Hi, I tried to understand memory_cached and memory_allocated, in the doc, it is said that the unit is bytes.
I tried to match the results of torch.cuda.memory_cached() and torch.cuda.memory_allocated() with the results of nvidia-smi, but the matching failed, in both ipython and in my evaluation code for evaluating a model.
In Ipython3:
In [1]: a = torch.zeros(8192, 4, device='cuda')
In [2]: c = torch.ones(123456, 2, 3, device='cuda')
In [3]: torch.cuda.max_memory_cached(0)
Out[3]: 4063232
In [4]: torch.cuda.max_memory_allocated(0)
Out[4]: 4011008
In [5]: torch.cuda.memory_allocated(0)
Out[5]: 4011008
In [6]: torch.cuda.memory_cached(0)
Out[6]: 4063232
In [7]: (8192 * 4 + 123456 * 2 * 3) * 4
Out[7]: 3094016
while the number shown in nvidia-smi is always 1053 MB.
What causes the difference?
What’s the difference between max_memory_cached/allocated and memory_cached/allocated?
If I would like to measure the GPU memory usage by a model during evaluation, where should I put the evaluation code, after getting the output?
Your tensor is too small.
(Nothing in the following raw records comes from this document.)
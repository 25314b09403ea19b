//! Implementation of the Stokes kernels for a unit viscosity fluid
use std::marker::PhantomData;

use num::traits::FloatConst;
use num::Float;
use rlst::RlstScalar;

use crate::traits::kernel::{HomogenousKernel, Kernel};

/// Stokeslet velocity kernel, `(delta_ij / rho + r_i r_j / rho^3) / (8 pi)`.
#[derive(Clone, Default, Debug)]
pub struct StokesVelocityKernel<T: RlstScalar> {
    _phantom_t: PhantomData<T>,
}

impl<T: RlstScalar> StokesVelocityKernel<T> {
    /// Create a new kernel object.
    pub fn new() -> Self {
        Self {
            _phantom_t: PhantomData,
        }
    }
}

impl<T> Kernel for StokesVelocityKernel<T>
where
    T: RlstScalar<Real = T> + Float + FloatConst,
{
    type T = T;

    fn name(&self) -> &'static str {
        "stokes_velocity"
    }

    fn domain_component_count(&self) -> usize {
        3
    }

    fn range_component_count(&self) -> usize {
        3
    }

    fn greens_fn(&self, source: &[T; 3], target: &[T; 3], block: &mut [T]) {
        debug_assert_eq!(block.len(), 9);
        let m_inv_8pi = T::from(0.125).unwrap() * T::FRAC_1_PI();

        let diff = [
            target[0] - source[0],
            target[1] - source[1],
            target[2] - source[2],
        ];
        let diff_norm = Float::sqrt(diff[0] * diff[0] + diff[1] * diff[1] + diff[2] * diff[2]);
        let inv = if diff_norm == T::zero() {
            T::zero()
        } else {
            T::one() / diff_norm
        };
        let inv3 = inv * inv * inv;

        for i in 0..3 {
            for j in 0..3 {
                let delta = if i == j { T::one() } else { T::zero() };
                block[i * 3 + j] = m_inv_8pi * (delta * inv + diff[i] * diff[j] * inv3);
            }
        }
    }
}

impl<T> HomogenousKernel for StokesVelocityKernel<T>
where
    T: RlstScalar<Real = T> + Float + FloatConst,
{
    fn is_homogenous(&self) -> bool {
        true
    }
}

/// Stokeslet pressure kernel, `r_i / (4 pi rho^3)`.
#[derive(Clone, Default, Debug)]
pub struct StokesPressureKernel<T: RlstScalar> {
    _phantom_t: PhantomData<T>,
}

impl<T: RlstScalar> StokesPressureKernel<T> {
    /// Create a new kernel object.
    pub fn new() -> Self {
        Self {
            _phantom_t: PhantomData,
        }
    }
}

impl<T> Kernel for StokesPressureKernel<T>
where
    T: RlstScalar<Real = T> + Float + FloatConst,
{
    type T = T;

    fn name(&self) -> &'static str {
        "stokes_pressure"
    }

    fn domain_component_count(&self) -> usize {
        3
    }

    fn range_component_count(&self) -> usize {
        1
    }

    fn greens_fn(&self, source: &[T; 3], target: &[T; 3], block: &mut [T]) {
        debug_assert_eq!(block.len(), 3);
        let m_inv_4pi = T::from(0.25).unwrap() * T::FRAC_1_PI();

        let diff = [
            target[0] - source[0],
            target[1] - source[1],
            target[2] - source[2],
        ];
        let diff_norm = Float::sqrt(diff[0] * diff[0] + diff[1] * diff[1] + diff[2] * diff[2]);
        let inv = if diff_norm == T::zero() {
            T::zero()
        } else {
            T::one() / diff_norm
        };
        let inv3 = inv * inv * inv;

        for i in 0..3 {
            block[i] = m_inv_4pi * diff[i] * inv3;
        }
    }
}

impl<T> HomogenousKernel for StokesPressureKernel<T>
where
    T: RlstScalar<Real = T> + Float + FloatConst,
{
    fn is_homogenous(&self) -> bool {
        true
    }
}

/// Stokeslet stress kernel, `-3 r_i r_j r_k / (4 pi rho^5)`.
///
/// The nine target components per force component are the stress tensor in
/// row major order, `block[i * 9 + j * 3 + k]`.
#[derive(Clone, Default, Debug)]
pub struct StokesStressKernel<T: RlstScalar> {
    _phantom_t: PhantomData<T>,
}

impl<T: RlstScalar> StokesStressKernel<T> {
    /// Create a new kernel object.
    pub fn new() -> Self {
        Self {
            _phantom_t: PhantomData,
        }
    }
}

impl<T> Kernel for StokesStressKernel<T>
where
    T: RlstScalar<Real = T> + Float + FloatConst,
{
    type T = T;

    fn name(&self) -> &'static str {
        "stokes_stress"
    }

    fn domain_component_count(&self) -> usize {
        3
    }

    fn range_component_count(&self) -> usize {
        9
    }

    fn greens_fn(&self, source: &[T; 3], target: &[T; 3], block: &mut [T]) {
        debug_assert_eq!(block.len(), 27);
        let coeff = T::from(-0.75).unwrap() * T::FRAC_1_PI();

        let diff = [
            target[0] - source[0],
            target[1] - source[1],
            target[2] - source[2],
        ];
        let diff_norm = Float::sqrt(diff[0] * diff[0] + diff[1] * diff[1] + diff[2] * diff[2]);
        let inv = if diff_norm == T::zero() {
            T::zero()
        } else {
            T::one() / diff_norm
        };
        let inv5 = inv * inv * inv * inv * inv;

        for i in 0..3 {
            for j in 0..3 {
                for k in 0..3 {
                    block[i * 9 + j * 3 + k] = coeff * diff[i] * diff[j] * diff[k] * inv5;
                }
            }
        }
    }
}

impl<T> HomogenousKernel for StokesStressKernel<T>
where
    T: RlstScalar<Real = T> + Float + FloatConst,
{
    fn is_homogenous(&self) -> bool {
        true
    }
}

/// Target gradient of the Stokeslet velocity.
///
/// The nine target components per force component are `d u_j / d x_k` in row
/// major order, `block[i * 9 + j * 3 + k]`.
#[derive(Clone, Default, Debug)]
pub struct StokesVelGradKernel<T: RlstScalar> {
    _phantom_t: PhantomData<T>,
}

impl<T: RlstScalar> StokesVelGradKernel<T> {
    /// Create a new kernel object.
    pub fn new() -> Self {
        Self {
            _phantom_t: PhantomData,
        }
    }
}

impl<T> Kernel for StokesVelGradKernel<T>
where
    T: RlstScalar<Real = T> + Float + FloatConst,
{
    type T = T;

    fn name(&self) -> &'static str {
        "stokes_vel_grad"
    }

    fn domain_component_count(&self) -> usize {
        3
    }

    fn range_component_count(&self) -> usize {
        9
    }

    fn greens_fn(&self, source: &[T; 3], target: &[T; 3], block: &mut [T]) {
        debug_assert_eq!(block.len(), 27);
        let m_inv_8pi = T::from(0.125).unwrap() * T::FRAC_1_PI();
        let three = T::from(3.0).unwrap();

        let diff = [
            target[0] - source[0],
            target[1] - source[1],
            target[2] - source[2],
        ];
        let diff_norm = Float::sqrt(diff[0] * diff[0] + diff[1] * diff[1] + diff[2] * diff[2]);
        let inv = if diff_norm == T::zero() {
            T::zero()
        } else {
            T::one() / diff_norm
        };
        let inv3 = inv * inv * inv;
        let inv5 = inv3 * inv * inv;

        for i in 0..3 {
            for j in 0..3 {
                for k in 0..3 {
                    let d_ij = if i == j { T::one() } else { T::zero() };
                    let d_ik = if i == k { T::one() } else { T::zero() };
                    let d_jk = if j == k { T::one() } else { T::zero() };

                    block[i * 9 + j * 3 + k] = m_inv_8pi
                        * ((d_ik * diff[j] + d_jk * diff[i] - d_ij * diff[k]) * inv3
                            - three * diff[i] * diff[j] * diff[k] * inv5);
                }
            }
        }
    }
}

impl<T> HomogenousKernel for StokesVelGradKernel<T>
where
    T: RlstScalar<Real = T> + Float + FloatConst,
{
    fn is_homogenous(&self) -> bool {
        true
    }
}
The caching allocator allocates memory with a minimum size and a block size so it may allocate a bit more memory than the number of elements in your tensors.
Things like cuda ctx, cuda rng state, cudnn ctx, cufft plans, and other gpu memory your other libraries may use are not counted in the torch.cuda.* stats.
The nvidia-smi number includes space the allocated by the CUDA driver when it loads PyTorch. This can be quite large because PyTorch includes many CUDA kernels. On a P100, I’ve seen an overhead of ~487 MB. On M40, I’ve seen ~303 MB.
This memory isn’t reported by the torch.cuda.xxx_memory functions because it’s not allocated by the program and there isn’t a good way to measure it outside of looking at nvidia-smi.